How often should this report be completed?

Use it at every shift change, especially for the 24-hour charge nurse handoff. Many teams complete it once per day and update it continuously as major events occur so the final report is already mostly assembled. The key is consistency: the oncoming nurse should know exactly where to find the latest census, resident changes, and open action items.

Who should fill out the report?

The charge nurse or shift lead should usually complete it, since that person has the broadest view of the unit. In some facilities, a designee such as a relief charge nurse or supervisor may compile the report from nurse updates before handoff. Whoever completes it should be able to confirm the facts, assign follow-ups, and identify blockers that need escalation.

What are the most common mistakes with shift report templates?

The biggest mistake is writing a freeform note that mixes facts, opinions, and unresolved tasks without clear ownership. Another common issue is listing resident changes without stating the action item, owner, or due date, which makes the next shift re-interpret the note. Teams also sometimes omit staffing issues or pending follow-up calls, which leaves the oncoming nurse without the full operational picture.

Can this template be customized for my facility's workflow?

Yes. You can add sections for wound care, behavior monitoring, fall risk, isolation status, physician notifications, or family communication if those are part of your routine. You can also rename sections to match your unit language while keeping the same core flow: agenda item, discussion or context, decision, and action items.

Does this template support compliance and documentation needs?

It supports good documentation habits by separating context from outcome and by recording action items with owners and due dates. That makes it easier to show what was communicated, what was decided, and what still needs follow-up. It is not a substitute for the medical record, but it can complement handoff documentation and reduce missed communication.

How is this better than ad-hoc verbal handoff?

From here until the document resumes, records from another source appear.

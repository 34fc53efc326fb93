// Licensed under the Apache License, Version 2.0 (the "License");
// you may not use this file except in compliance with the License.
// You may obtain a copy of the License at
//
//     http://www.apache.org/licenses/LICENSE-2.0
//
// Unless required by applicable law or agreed to in writing, software
// distributed under the License is distributed on an "AS IS" BASIS,
// WITHOUT WARRANTIES OR CONDITIONS OF ANY KIND, either express or implied.
// See the License for the specific language governing permissions and
// limitations under the License.

use std::collections::HashSet;
use std::sync::Arc;

use serde::{Deserialize, Serialize};

use crate::error::{PartitionError, PartitionResult};
use crate::spec::schema::Schema;
use crate::spec::transform::Transform;
use crate::spec::types::{NestedField, StructType};

pub const DEFAULT_PARTITION_SPEC_ID: i32 = 0;
/// Partition field ids start after the range reserved for schema fields.
pub const PARTITION_DATA_ID_START: i32 = 1000;

/// A partition field resolved against a schema but not yet placed in a partition spec.
#[derive(Debug, Clone, Serialize, Deserialize, PartialEq, Eq)]
#[serde(rename_all = "kebab-case")]
pub struct UnboundPartitionField {
    /// The id of the source column in the schema.
    pub source_id: i32,
    /// The name of the source column, as declared in the schema.
    pub source_name: String,
    /// The partition field name.
    pub name: String,
    pub transform: Transform,
}

/// Partition fields capture the transform from table data to partition values.
#[derive(Debug, Serialize, Deserialize, PartialEq, Eq, Clone)]
#[serde(rename_all = "kebab-case")]
pub struct PartitionField {
    /// A source column id from the table's schema
    pub source_id: i32,
    /// A partition field id that is unique within a partition spec.
    pub field_id: i32,
    /// A partition name.
    pub name: String,
    /// A transform that is applied to the source column to produce a partition value.
    pub transform: Transform,
}

impl PartitionField {
    pub fn new(source_id: i32, field_id: i32, name: impl ToString, transform: Transform) -> Self {
        Self {
            source_id,
            field_id,
            name: name.to_string(),
            transform,
        }
    }
}

/// Partition spec that defines how to produce a tuple of partition values from a record.
#[derive(Debug, Serialize, Deserialize, PartialEq, Eq, Clone)]
#[serde(rename_all = "kebab-case")]
pub struct PartitionSpec {
    spec_id: i32,
    fields: Vec<PartitionField>,
}

impl PartitionSpec {
    pub fn builder() -> PartitionSpecBuilder {
        PartitionSpecBuilder::new()
    }

    /// Fields of the partition spec, in declaration order.
    pub fn fields(&self) -> &[PartitionField] {
        &self.fields
    }

    pub fn spec_id(&self) -> i32 {
        self.spec_id
    }

    pub fn unpartitioned_spec() -> Self {
        Self {
            spec_id: DEFAULT_PARTITION_SPEC_ID,
            fields: vec![],
        }
    }

    /// A spec is unpartitioned if it has no fields or all fields use the
    /// [`Transform::Void`] transform.
    pub fn is_unpartitioned(&self) -> bool {
        self.fields.iter().all(|f| f.transform == Transform::Void)
    }

    /// Returns the struct type of the partition values of this spec.
    pub fn partition_type(&self, schema: &Schema) -> PartitionResult<StructType> {
        let mut partition_fields = Vec::with_capacity(self.fields.len());
        for partition_field in &self.fields {
            let source_type = schema
                .field_type_by_id(partition_field.source_id)
                .ok_or(PartitionError::MissingSourceField(partition_field.source_id))?;
            let result_type = partition_field.transform.result_type(source_type)?;
            partition_fields.push(Arc::new(NestedField::optional(
                partition_field.field_id,
                &partition_field.name,
                result_type,
            )));
        }
        Ok(StructType::new(partition_fields))
    }

    pub fn highest_field_id(&self) -> Option<i32> {
        self.fields.iter().map(|f| f.field_id).max()
    }

    /// Returns true if the spec is equal to the other spec, ignoring partition field ids
    /// and spec ids.
    pub fn is_compatible_with(&self, other: &PartitionSpec) -> bool {
        self.fields.len() == other.fields.len()
            && self.fields.iter().zip(other.fields.iter()).all(|(a, b)| {
                a.source_id == b.source_id && a.name == b.name && a.transform == b.transform
            })
    }
}

/// Builder for partition spec.
///
/// Field ids are assigned in insertion order. A field whose name is already taken
/// gets the smallest free `_N` suffix, starting at `_2`.
#[derive(Debug)]
pub struct PartitionSpecBuilder {
    spec_id: i32,
    fields: Vec<PartitionField>,
    names: HashSet<String>,
    next_field_id: Option<i32>,
    exhausted: bool,
}

impl PartitionSpecBuilder {
    pub fn new() -> Self {
        Self {
            spec_id: DEFAULT_PARTITION_SPEC_ID,
            fields: Vec::new(),
            names: HashSet::new(),
            next_field_id: Some(PARTITION_DATA_ID_START),
            exhausted: false,
        }
    }

    pub fn with_spec_id(mut self, spec_id: i32) -> Self {
        self.spec_id = spec_id;
        self
    }

    /// Set the id of the next partition field.
    pub fn with_first_field_id(mut self, field_id: i32) -> Self {
        self.next_field_id = Some(field_id);
        self
    }

    /// Append a partition field, assigning the next partition field id.
    pub fn add_field(mut self, source_id: i32, name: impl ToString, transform: Transform) -> Self {
        let Some(field_id) = self.next_field_id else {
            self.exhausted = true;
            return self;
        };
        let name = self.unique_name(name.to_string());
        self.names.insert(name.clone());
        self.fields
            .push(PartitionField::new(source_id, field_id, name, transform));
        self.next_field_id = field_id.checked_add(1);
        self
    }

    pub fn add_unbound_field(self, field: UnboundPartitionField) -> Self {
        self.add_field(field.source_id, field.name, field.transform)
    }

    /// Fails if more fields were added than there are partition field ids left.
    pub fn build(self) -> PartitionResult<PartitionSpec> {
        if self.exhausted {
            return Err(PartitionError::FieldIdOverflow);
        }
        Ok(PartitionSpec {
            spec_id: self.spec_id,
            fields: self.fields,
        })
    }

    fn unique_name(&self, name: String) -> String {
        if !self.names.contains(&name) {
            return name;
        }
        let mut n: usize = 2;
        loop {
            let candidate = format!("{name}_{n}");
            if !self.names.contains(&candidate) {
                return candidate;
            }
            n += 1;
        }
    }
}

impl Default for PartitionSpecBuilder {
    fn default() -> Self {
        Self::new()
    }
}

#[cfg(test)]
#[allow(clippy::unwrap_used)]
mod tests {
    use super::*;
    use crate::spec::types::PrimitiveType;

    fn test_schema() -> Schema {
        Schema::builder()
            .with_field(NestedField::required(1, "id", PrimitiveType::Long.into()))
            .with_field(NestedField::required(2, "ts", PrimitiveType::Timestamp.into()))
            .build()
            .unwrap()
    }

    #[test]
    fn test_builder_assigns_field_ids() {
        let spec = PartitionSpec::builder()
            .with_spec_id(1)
            .add_field(2, "ts_day", Transform::Day)
            .add_field(2, "ts_hour", Transform::Hour)
            .add_field(1, "id_bucket", Transform::Bucket(16))
            .build()
            .unwrap();
        assert_eq!(spec.spec_id(), 1);
        let ids = spec.fields().iter().map(|f| f.field_id).collect::<Vec<_>>();
        assert_eq!(ids, vec![1000, 1001, 1002]);
        assert_eq!(spec.highest_field_id(), Some(1002));
        assert!(!spec.is_unpartitioned());

        let spec = PartitionSpec::builder()
            .with_first_field_id(2000)
            .add_field(1, "id_null", Transform::Void)
            .build()
            .unwrap();
        assert_eq!(spec.fields()[0].field_id, 2000);
        assert!(spec.is_unpartitioned());
        assert!(PartitionSpec::unpartitioned_spec().is_unpartitioned());
    }

    #[test]
    fn test_partition_type() {
        let spec = PartitionSpec::builder()
            .add_field(2, "ts_day", Transform::Day)
            .add_field(1, "id_bucket", Transform::Bucket(16))
            .build()
            .unwrap();
        let partition_type = spec.partition_type(&test_schema()).unwrap();
        assert_eq!(
            partition_type.to_string(),
            "struct<1000: ts_day: optional date, 1001: id_bucket: optional int>"
        );

        let dangling = PartitionSpec::builder()
            .add_field(9, "x", Transform::Identity)
            .build()
            .unwrap();
        assert_eq!(
            dangling.partition_type(&test_schema()).unwrap_err(),
            PartitionError::MissingSourceField(9)
        );
    }

    #[test]
    fn test_compatibility() {
        let a = PartitionSpec::builder()
            .add_field(2, "ts_day", Transform::Day)
            .build()
            .unwrap();
        let b = PartitionSpec::builder()
            .with_spec_id(3)
            .with_first_field_id(1005)
            .add_field(2, "ts_day", Transform::Day)
            .build()
            .unwrap();
        let c = PartitionSpec::builder()
            .add_field(2, "ts_day", Transform::Hour)
            .build()
            .unwrap();
        assert!(a.is_compatible_with(&b));
        assert!(!a.is_compatible_with(&c));
    }

    #[test]
    fn test_field_id_overflow() {
        let spec = PartitionSpec::builder()
            .with_first_field_id(i32::MAX)
            .add_field(2, "ts_day", Transform::Day)
            .build()
            .unwrap();
        assert_eq!(spec.fields()[0].field_id, i32::MAX);

        let result = PartitionSpec::builder()
            .with_first_field_id(i32::MAX)
            .add_field(2, "ts_day", Transform::Day)
            .add_field(2, "ts_hour", Transform::Hour)
            .build();
        assert_eq!(result.unwrap_err(), PartitionError::FieldIdOverflow);
    }

    #[test]
    fn test_unique_field_names() {
        let spec = PartitionSpec::builder()
            .add_field(1, "id_bucket", Transform::Bucket(4))
            .add_field(1, "id_bucket", Transform::Bucket(8))
            .add_field(1, "id_bucket_2", Transform::Truncate(3))
            .build()
            .unwrap();
        let names = spec.fields().iter().map(|f| f.name.as_str()).collect::<Vec<_>>();
        assert_eq!(names, vec!["id_bucket", "id_bucket_2", "id_bucket_2_2"]);

        let partition_type = spec.partition_type(&test_schema()).unwrap();
        let schema = Schema::builder()
            .with_fields(partition_type.fields().to_vec())
            .build()
            .unwrap();
        assert_eq!(schema.fields().len(), 3);
    }

    #[test]
    fn test_spec_json() {
        let spec = PartitionSpec::builder()
            .add_field(1, "id_bucket", Transform::Bucket(16))
            .build()
            .unwrap();
        let json = serde_json::to_value(&spec).unwrap();
        assert_eq!(
            json,
            serde_json::json!({
                "spec-id": 0,
                "fields": [
                    {
                        "source-id": 1,
                        "field-id": 1000,
                        "name": "id_bucket",
                        "transform": "bucket[16]"
                    }
                ]
            })
        );
        assert_eq!(serde_json::from_value::<PartitionSpec>(json).unwrap(), spec);
    }
}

Ad-hoc handoff is easy to forget, especially when the unit is busy or multiple residents change status at once. A structured report keeps the same categories in the same order, so the oncoming nurse can scan for census changes, resident concerns, staffing issues, and unresolved tasks. That consistency reduces omissions and makes it easier to review trends across shifts.

Can this template connect to other notes or systems?

Yes. It works well alongside resident charts, incident logs, staffing schedules, and task trackers. If your team uses a digital note system, you can link to related documentation or copy the action items into a follow-up list so nothing is lost between the report and execution.